TRY IT: For this exercise, return all the data exactly as it stands.

GIVEN DATA:
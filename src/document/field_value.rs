//! Field value types for documents.
//!
//! ```
//! use pike::document::field_value::FieldValue;
//!
//! let value = FieldValue::from_json(&serde_json::json!(["a", 2])).unwrap();
//! assert_eq!(
//!     value,
//!     FieldValue::List(vec![FieldValue::Text("a".into()), FieldValue::Integer(2)])
//! );
//! assert_eq!(FieldValue::Text("42".into()).as_i64(), Some(42));
//! ```

use serde::{Deserialize, Serialize};
use serde_json::Value;

use crate::error::{PikeError, Result};

#[derive(Debug, Clone, PartialEq, Serialize, Deserialize)]
pub enum FieldValue {
    Text(String),
    Integer(i64),
    Float(f64),
    Boolean(bool),
    List(Vec<FieldValue>),
    Null,
}

impl FieldValue {
    /// Convert a JSON value. Objects are not field values.
    pub fn from_json(value: &Value) -> Result<Self> {
        Ok(match value {
            Value::Null => FieldValue::Null,
            Value::Bool(b) => FieldValue::Boolean(*b),
            Value::String(s) => FieldValue::Text(s.clone()),
            Value::Number(n) => match n.as_i64() {
                Some(i) => FieldValue::Integer(i),
                None => FieldValue::Float(n.as_f64().ok_or_else(|| {
                    PikeError::document(format!("Unsupported number: {n}"))
                })?),
            },
            Value::Array(items) => FieldValue::List(
                items
                    .iter()
                    .map(FieldValue::from_json)
                    .collect::<Result<Vec<_>>>()?,
            ),
            Value::Object(_) => {
                return Err(PikeError::document("Nested objects are not field values"));
            }
        })
    }

    pub fn to_json(&self) -> Value {
        match self {
            FieldValue::Text(s) => Value::String(s.clone()),
            FieldValue::Integer(i) => Value::from(*i),
            FieldValue::Float(f) => serde_json::Number::from_f64(*f)
                .map(Value::Number)
                .unwrap_or(Value::Null),
            FieldValue::Boolean(b) => Value::Bool(*b),
            FieldValue::List(items) => Value::Array(items.iter().map(|v| v.to_json()).collect()),
            FieldValue::Null => Value::Null,
        }
    }

    pub fn as_text(&self) -> Option<&str> {
        match self {
            FieldValue::Text(s) => Some(s),
            _ => None,
        }
    }

    /// Integer view: integers, integral floats and numeric text.
    pub fn as_i64(&self) -> Option<i64> {
        match self {
            FieldValue::Integer(i) => Some(*i),
            FieldValue::Float(f) if f.fract() == 0.0 && f.is_finite() => Some(*f as i64),
            FieldValue::Text(s) => s.trim().parse().ok(),
            _ => None,
        }
    }

    /// Floating point view: numbers and numeric text.
    pub fn as_f64(&self) -> Option<f64> {
        match self {
            FieldValue::Integer(i) => Some(*i as f64),
            FieldValue::Float(f) => Some(*f),
            FieldValue::Text(s) => s.trim().parse().ok(),
            _ => None,
        }
    }

    /// String form of a scalar, as used for exact terms and facet labels.
    pub fn as_term_string(&self) -> Option<String> {
        match self {
            FieldValue::Text(s) => Some(s.clone()),
            FieldValue::Integer(i) => Some(i.to_string()),
            FieldValue::Float(f) => Some(f.to_string()),
            FieldValue::Boolean(b) => Some(b.to_string()),
            FieldValue::List(_) | FieldValue::Null => None,
        }
    }

    /// The scalar values carried by this value: list items, nothing for null,
    /// or the value itself.
    pub fn values(&self) -> Vec<&FieldValue> {
        match self {
            FieldValue::List(items) => items.iter().flat_map(|v| v.values()).collect(),
            FieldValue::Null => Vec::new(),
            other => vec![other],
        }
    }

    pub fn is_null(&self) -> bool {
        matches!(self, FieldValue::Null)
    }
}

impl From<&str> for FieldValue {
    fn from(s: &str) -> Self {
        FieldValue::Text(s.to_string())
    }
}

impl From<String> for FieldValue {
    fn from(s: String) -> Self {
        FieldValue::Text(s)
    }
}

impl From<i64> for FieldValue {
    fn from(i: i64) -> Self {
        FieldValue::Integer(i)
    }
}

impl From<f64> for FieldValue {
    fn from(f: f64) -> Self {
        FieldValue::Float(f)
    }
}

impl From<bool> for FieldValue {
    fn from(b: bool) -> Self {
        FieldValue::Boolean(b)
    }
}

impl<T: Into<FieldValue>> From<Vec<T>> for FieldValue {
    fn from(items: Vec<T>) -> Self {
        FieldValue::List(items.into_iter().map(Into::into).collect())
    }
}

REPLY TO THE TASK:
filename src/document/field_value.rs
//! Field value types for documents.
//!
//! ```
//! use pike::document::field_value::FieldValue;
//!
//! let value = FieldValue::from_json(&serde_json::json!(["a", 2])).unwrap();
//! assert_eq!(
//!     value,
//!     FieldValue::List(vec![FieldValue::Text("a".into()), FieldValue::Integer(2)])
//! );
//! assert_eq!(FieldValue::Text("42".into()).as_i64(), Some(42));
//! ```

use serde::{Deserialize, Serialize};
use serde_json::Value;

use crate::error::{PikeError, Result};

#[derive(Debug, Clone, PartialEq, Serialize, Deserialize)]
pub enum FieldValue {
    Text(String),
    Integer(i64),
    Float(f64),
    Boolean(bool),
    List(Vec<FieldValue>),
    Null,
}

impl FieldValue {
    /// Convert a JSON value. Objects are not field values.
    pub fn from_json(value: &Value) -> Result<Self> {
        Ok(match value {
            Value::Null => FieldValue::Null,
            Value::Bool(b) => FieldValue::Boolean(*b),
            Value::String(s) => FieldValue::Text(s.clone()),
            Value::Number(n) => match n.as_i64() {
                Some(i) => FieldValue::Integer(i),
                None => FieldValue::Float(n.as_f64().ok_or_else(|| {
                    PikeError::document(format!("Unsupported number: {n}"))
                })?),
            },
            Value::Array(items) => FieldValue::List(
                items
                    .iter()
                    .map(FieldValue::from_json)
                    .collect::<Result<Vec<_>>>()?,
            ),
            Value::Object(_) => {
                return Err(PikeError::document("Nested objects are not field values"));
            }
        })
    }

    pub fn to_json(&self) -> Value {
        match self {
            FieldValue::Text(s) => Value::String(s.clone()),
            FieldValue::Integer(i) => Value::from(*i),
            FieldValue::Float(f) => serde_json::Number::from_f64(*f)
                .map(Value::Number)
                .unwrap_or(Value::Null),
            FieldValue::Boolean(b) => Value::Bool(*b),
            FieldValue::List(items) => Value::Array(items.iter().map(|v| v.to_json()).collect()),
            FieldValue::Null => Value::Null,
        }
    }

    pub fn as_text(&self) -> Option<&str> {
        match self {
            FieldValue::Text(s) => Some(s),
            _ => None,
        }
    }

    /// Integer view: integers, integral floats and numeric text.
    pub fn as_i64(&self) -> Option<i64> {
        match self {
            FieldValue::Integer(i) => Some(*i),
            FieldValue::Float(f) if f.fract() == 0.0 && f.is_finite() => Some(*f as i64),
            FieldValue::Text(s) => s.trim().parse().ok(),
            _ => None,
        }
    }

    /// Floating point view: numbers and numeric text.
    pub fn as_f64(&self) -> Option<f64> {
        match self {
            FieldValue::Integer(i) => Some(*i as f64),
            FieldValue::Float(f) => Some(*f),
            FieldValue::Text(s) => s.trim().parse().ok(),
            _ => None,
        }
    }

    /// String form of a scalar, as used for exact terms and facet labels.
    pub fn as_term_string(&self) -> Option<String> {
        match self {
            FieldValue::Text(s) => Some(s.clone()),
            FieldValue::Integer(i) => Some(i.to_string()),
            FieldValue::Float(f) => Some(f.to_string()),
            FieldValue::Boolean(b) => Some(b.to_string()),
            FieldValue::List(_) | FieldValue::Null => None,
        }
    }

    /// The scalar values carried by this value: list items, nothing for null,
    /// or the value itself.
    pub fn values(&self) -> Vec<&FieldValue> {
        match self {
            FieldValue::List(items) => items.iter().flat_map(|v| v.values()).collect(),
            FieldValue::Null => Vec::new(),
            other => vec![other],
        }
    }

    pub fn is_null(&self) -> bool {
        matches!(self, FieldValue::Null)
    }
}

impl From<&str> for FieldValue {
    fn from(s: &str) -> Self {
        FieldValue::Text(s.to_string())
    }
}

impl From<String> for FieldValue {
    fn from(s: String) -> Self {
        FieldValue::Text(s)
    }
}

impl From<i64> for FieldValue {
    fn from(i: i64) -> Self {
        FieldValue::Integer(i)
    }
}

impl From<f64> for FieldValue {
    fn from(f: f64) -> Self {
        FieldValue::Float(f)
    }
}

impl From<bool> for FieldValue {
    fn from(b: bool) -> Self {
        FieldValue::Boolean(b)
    }
}

impl<T: Into<FieldValue>> From<Vec<T>> for FieldValue {
    fn from(items: Vec<T>) -> Self {
        FieldValue::List(items.into_iter().map(Into::into).collect())
    }
}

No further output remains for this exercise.